As early as 1898, the Army had garnered enough attention for its unorthodox practices to become the subject of a popular satire, Captain Shout, S.A., a farcical comedy included in Rare Book Selections. The play tells the story of a Mrs. Gay, a “gay widow,” and her romantic conquest of a Salvation Army captain intent on converting her:
Ah–that charming Captain Shout is coming to convert me to-day. Ha, ha…I’ll just let them go ahead, as long as they send the Captain to me, for I do like him so much…I must have the piano open for him, for these Salvationists do love to sing and make a noise wherever they go.
North Carolina mill worker Enoch Ball discovered his life’s work at a meeting of the Salvation Army. “When I was about 22 year [sic] old,” he told writer Anne Winn Stevens in “Shave Them,” an interview for the Federal Writer’s Program of the Works Project Administration, “the Salvation Army came to town and started a big meeting in the old Methodist church…Me and my wife both went to the meeting. We was converted the first night.”
For Ball, the Salvation Army lived up to its name:
After I was converted I stopped drinkin’. The other boys in the gang made fun of me. They persecuted me at first and prophesied it wouldn’t be long before I’d be back drinkin’ with ’em. But I went right on livin’ right. Before long they began going to the meeting too. One by one they was converted…. Us boys that had been called the Wheathearts from the storeroom where we used to meet, was now called the Sweethearts – meaning good hearts.
[Shave Them]. Enoch Ball, interviewee; Anne Winn Stevens, interviewer; Asheville, N.C., August 1, 1939. American Life Histories: Manuscripts from the Federal Writers’ Project, 1936 to 1940. Manuscript Division
Within a few decades, the Salvation Army had become a respected charitable organization in the United States. During World War I, it was one of seven groups designated to raise money for the United War Work Campaign, an effort publicized in an “Address by John D. Rockefeller, Jr.,” featured in American Leaders Speak: Recordings from World War I. The Salvation Army operated 3,000 service units for the armed forces during World War II—and was one of the six civilian agencies folded in to the United Service Organizations (USO) when it was established in 1941.

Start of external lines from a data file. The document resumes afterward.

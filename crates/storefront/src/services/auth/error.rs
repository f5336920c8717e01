//! Authentication error types.

use thiserror::Error;

use crate::backend::BackendError;

/// Errors returned by auth operations for the caller to display.
#[derive(Debug, Error)]
pub enum AuthError {
    /// Invalid email format.
    #[error("invalid email: {0}")]
    InvalidEmail(#[from] apotheca_core::EmailError),

    /// Invalid credentials (wrong password or user not found).
    #[error("invalid credentials")]
    InvalidCredentials,

    /// User already exists.
    #[error("user already exists")]
    UserAlreadyExists,

    /// The account exists but its email address has not been confirmed.
    #[error("email not confirmed")]
    EmailNotConfirmed,

    /// Password rejected by the auth service's policy.
    #[error("password validation failed: {0}")]
    WeakPassword(String),

    /// Too many attempts.
    #[error("too many attempts, retry after {0} seconds")]
    RateLimited(u64),

    /// Anything else the backend reported.
    #[error("backend error: {0}")]
    Backend(BackendError),
}

impl AuthError {
    /// Whether this is a problem with what the user entered, as opposed to
    /// a failure of the service.
    #[must_use]
    pub const fn is_user_error(&self) -> bool {
        !matches!(self, Self::Backend(_))
    }
}

impl From<BackendError> for AuthError {
    fn from(err: BackendError) -> Self {
        let classified = match &err {
            BackendError::RateLimited(secs) => Some(Self::RateLimited(*secs)),
            BackendError::Api(api) => match api.code.as_deref() {
                Some("invalid_credentials" | "invalid_grant")
                    if api.message.contains("Email not confirmed") =>
                {
                    Some(Self::EmailNotConfirmed)
                }
                Some("invalid_credentials" | "invalid_grant") => Some(Self::InvalidCredentials),
                Some("user_already_exists" | "email_exists") => Some(Self::UserAlreadyExists),
                Some("email_not_confirmed") => Some(Self::EmailNotConfirmed),
                Some("weak_password") => Some(Self::WeakPassword(api.message.clone())),
                _ => None,
            },
            _ => None,
        };
        classified.unwrap_or(Self::Backend(err))
    }
}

The Salvation Army was aboot the only sect I had much respect for. They used to do a lot of good, and they got dom little thanks for it. That’s why they wear those droopy hats, you know. When they first come around, the people would pelt ’em with rotten eggs and vegetables and dom near anything they could lay their hands on. Durin’ the war, after they helped oot the soldiers the way they did, they built up a fine reputation.
“MacCurrie.” Francis Donovan, interviewer; Thomaston, Connecticut, February 15, 1939. American Life Histories: Manuscripts from the Federal Writers’ Project, 1936 to 1940. Manuscript Division
During the Great Depression, the Salvation Army provided food and lodging for those in need. The storefront pictured here, identified as the Newark, Ohio, Salvation Army headquarters, advertised the provision of “Transient Social Service, Meals and Lodging.”
A panhandler tells Depression-era stories about his colorful colleagues:
Sammy would take a job once in a while if he thought there was something extra in it, like playin’ Santa Claus on the corner at Christmas. He liked to stand and figger how to get his hand in the little hole where the money goes down the chimney. I guess he never did figger that one out because the Salvation Army has been hirin’ guys like Sammy for years and knows its oats.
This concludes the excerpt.